__Exercise description__
Tally the lines below that contain "return" and reply with only the tally.

[Items from a dataset]
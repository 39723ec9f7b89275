use serde::{Deserialize, Serialize};
use std::path::{Path, PathBuf};
use thiserror::Error;

#[derive(Debug, Error)]
pub enum ConfigError {
    #[error("IO error: {0}")]
    Io(#[from] std::io::Error),
    #[error("YAML error: {0}")]
    Yaml(#[from] serde_yaml::Error),
    #[error("invalid configuration: {0}")]
    Invalid(String),
}

/// Bake configuration: buffer size, preview policy, and per-pump budgets.
///
/// Every field has a default, so a YAML file only lists what it overrides.
#[derive(Debug, Clone, PartialEq, Serialize, Deserialize)]
#[serde(default)]
pub struct AppearanceConfig {
    /// Width and height of every layer-set buffer, in pixels.
    pub bake_size: u32,
    /// Upload composites built from preview-quality local textures.
    pub upload_preview: bool,
    /// Maximum number of layer sets composited per pump.
    pub compose_budget: usize,
    /// Maximum number of new uploads issued per pump.
    pub upload_budget: usize,
    /// Directory static images are loaded from.
    pub image_root: Option<PathBuf>,
}

impl Default for AppearanceConfig {
    fn default() -> Self {
        Self {
            bake_size: 512,
            upload_preview: false,
            compose_budget: 4,
            upload_budget: 2,
            image_root: None,
        }
    }
}

impl AppearanceConfig {
    pub fn from_yaml_str(text: &str) -> Result<Self, ConfigError> {
        let config: Self = serde_yaml::from_str(text)?;
        config.validate()?;
        Ok(config)
    }

    pub fn load(path: impl AsRef<Path>) -> Result<Self, ConfigError> {
        let text = std::fs::read_to_string(path.as_ref())?;
        let config = Self::from_yaml_str(&text)?;
        tracing::debug!(path = %path.as_ref().display(), ?config, "appearance config loaded");
        Ok(config)
    }

    pub fn to_yaml(&self) -> Result<String, ConfigError> {
        Ok(serde_yaml::to_string(self)?)
    }

    pub fn validate(&self) -> Result<(), ConfigError> {
        if self.bake_size == 0 {
            return Err(ConfigError::Invalid("bake_size must be non-zero".into()));
        }
        if self.compose_budget == 0 {
            return Err(ConfigError::Invalid("compose_budget must be non-zero".into()));
        }
        if self.upload_budget == 0 {
            return Err(ConfigError::Invalid("upload_budget must be non-zero".into()));
        }
        Ok(())
    }
}

#[cfg(test)]
mod tests {
    use super::*;

    #[test]
    fn defaults() {
        let c = AppearanceConfig::default();
        assert_eq!(c.bake_size, 512);
        assert!(!c.upload_preview);
        assert_eq!((c.compose_budget, c.upload_budget), (4, 2));
        c.validate().unwrap();
    }

    #[test]
    fn partial_yaml_keeps_defaults() {
        let c = AppearanceConfig::from_yaml_str("bake_size: 128\nupload_preview: true\n").unwrap();
        assert_eq!(c.bake_size, 128);
        assert!(c.upload_preview);
        assert_eq!(c.compose_budget, 4);
        assert_eq!(c.image_root, None);
    }

    #[test]
    fn zero_budget_is_invalid() {
        let err = AppearanceConfig::from_yaml_str("upload_budget: 0").unwrap_err();
        assert!(matches!(err, ConfigError::Invalid(_)));
    }

    #[test]
    fn yaml_file_round_trip() {
        let dir = tempfile::tempdir().unwrap();
        let path = dir.path().join("appearance.yaml");
        let config = AppearanceConfig {
            bake_size: 256,
            image_root: Some(PathBuf::from("character")),
            ..AppearanceConfig::default()
        };
        std::fs::write(&path, config.to_yaml().unwrap()).unwrap();
        assert_eq!(AppearanceConfig::load(&path).unwrap(), config);
    }
}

__Exercise answer__
3